What is required:
Reproduce the full set of records that follow, exactly as shown.

◇ ◇ ◇ ◇ ◇

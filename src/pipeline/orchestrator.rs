use std::path::PathBuf;

use chrono::NaiveDateTime;

use crate::config::Config;
use crate::error::ReportResult;
use crate::llm::LlmClient;
use crate::qualtrics::QualtricsClient;

use super::analyze::SectionOutcome;
use super::assemble::AssembleParams;
use super::{analyze, assemble, convert, fetch, send, synthesize};

/// What a completed run leaves behind, reported to the operator at exit.
#[derive(Debug)]
pub struct RunOutcome {
    pub docx_path: PathBuf,
    pub failed_questions: Vec<String>,
    pub summary_missing: bool,
}

/// Runs the whole pipeline: fetch, analyze, synthesize, assemble, convert,
/// send. Strictly sequential; each stage consumes the previous stage's
/// output. Fatal errors propagate immediately; per-question analysis
/// failures degrade to placeholders and are collected into the outcome.
#[tracing::instrument(name = "pipeline report", skip_all, fields(survey.id = %config.survey_id))]
pub async fn run(
    config: &Config,
    llm_client: &LlmClient,
    qualtrics: &QualtricsClient,
) -> ReportResult<RunOutcome> {
    let data = fetch::fetch(qualtrics, config).await?;

    let sections = analyze::analyze_all(llm_client, &config.llm_model, &data.questions).await;

    let executive_summary = synthesize::synthesize(llm_client, &config.llm_model, &sections).await;

    let generated_at = chrono::Local::now().naive_local();
    let markdown = assemble::assemble(&AssembleParams {
        title: &config.report_title,
        survey_id: &config.survey_id,
        model: &config.llm_model,
        generated_at,
        executive_summary: executive_summary.as_deref(),
        sections: &sections,
        raw_rows: &data.raw_rows,
        question_ids: &config.questions,
        id_column: &config.id_column,
        max_appendix_rows: config.max_appendix_rows,
    });

    let docx_path = docx_path(&config.output_dir, generated_at);
    convert::convert(&markdown, &docx_path).await?;

    let failed_questions: Vec<String> = sections
        .iter()
        .filter(|s| matches!(s.outcome, SectionOutcome::Failed(_)))
        .map(|s| s.question_id.clone())
        .collect();

    send::send(config, &docx_path, generated_at.date(), &failed_questions).await?;

    Ok(RunOutcome {
        docx_path,
        failed_questions,
        summary_missing: executive_summary.is_none(),
    })
}

fn docx_path(output_dir: &str, generated_at: NaiveDateTime) -> PathBuf {
    PathBuf::from(output_dir).join(format!(
        "survey_report_{}.docx",
        generated_at.format("%Y-%m-%d")
    ))
}

#[cfg(test)]
mod tests {
    use super::*;
    use chrono::NaiveDate;

    #[test]
    fn test_docx_path_is_dated() {
        let generated_at = NaiveDate::from_ymd_opt(2026, 8, 23)
            .unwrap()
            .and_hms_opt(7, 30, 0)
            .unwrap();
        assert_eq!(
            docx_path("/tmp/reports", generated_at),
            PathBuf::from("/tmp/reports/survey_report_2026-08-23.docx")
        );
    }
}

◇ ◇ ◇ ◇ ◇

Written solution:
filename src/pipeline/orchestrator.rs
use std::path::PathBuf;

use chrono::NaiveDateTime;

use crate::config::Config;
use crate::error::ReportResult;
use crate::llm::LlmClient;
use crate::qualtrics::QualtricsClient;

use super::analyze::SectionOutcome;
use super::assemble::AssembleParams;
use super::{analyze, assemble, convert, fetch, send, synthesize};

/// What a completed run leaves behind, reported to the operator at exit.
#[derive(Debug)]
pub struct RunOutcome {
    pub docx_path: PathBuf,
    pub failed_questions: Vec<String>,
    pub summary_missing: bool,
}

/// Runs the whole pipeline: fetch, analyze, synthesize, assemble, convert,
/// send. Strictly sequential; each stage consumes the previous stage's
/// output. Fatal errors propagate immediately; per-question analysis
/// failures degrade to placeholders and are collected into the outcome.
#[tracing::instrument(name = "pipeline report", skip_all, fields(survey.id = %config.survey_id))]
pub async fn run(
    config: &Config,
    llm_client: &LlmClient,
    qualtrics: &QualtricsClient,
) -> ReportResult<RunOutcome> {
    let data = fetch::fetch(qualtrics, config).await?;

    let sections = analyze::analyze_all(llm_client, &config.llm_model, &data.questions).await;

    let executive_summary = synthesize::synthesize(llm_client, &config.llm_model, &sections).await;

    let generated_at = chrono::Local::now().naive_local();
    let markdown = assemble::assemble(&AssembleParams {
        title: &config.report_title,
        survey_id: &config.survey_id,
        model: &config.llm_model,
        generated_at,
        executive_summary: executive_summary.as_deref(),
        sections: &sections,
        raw_rows: &data.raw_rows,
        question_ids: &config.questions,
        id_column: &config.id_column,
        max_appendix_rows: config.max_appendix_rows,
    });

    let docx_path = docx_path(&config.output_dir, generated_at);
    convert::convert(&markdown, &docx_path).await?;

    let failed_questions: Vec<String> = sections
        .iter()
        .filter(|s| matches!(s.outcome, SectionOutcome::Failed(_)))
        .map(|s| s.question_id.clone())
        .collect();

    send::send(config, &docx_path, generated_at.date(), &failed_questions).await?;

    Ok(RunOutcome {
        docx_path,
        failed_questions,
        summary_missing: executive_summary.is_none(),
    })
}

fn docx_path(output_dir: &str, generated_at: NaiveDateTime) -> PathBuf {
    PathBuf::from(output_dir).join(format!(
        "survey_report_{}.docx",
        generated_at.format("%Y-%m-%d")
    ))
}

#[cfg(test)]
mod tests {
    use super::*;
    use chrono::NaiveDate;

    #[test]
    fn test_docx_path_is_dated() {
        let generated_at = NaiveDate::from_ymd_opt(2026, 8, 23)
            .unwrap()
            .and_hms_opt(7, 30, 0)
            .unwrap();
        assert_eq!(
            docx_path("/tmp/reports", generated_at),
            PathBuf::from("/tmp/reports/survey_report_2026-08-23.docx")
        );
    }
}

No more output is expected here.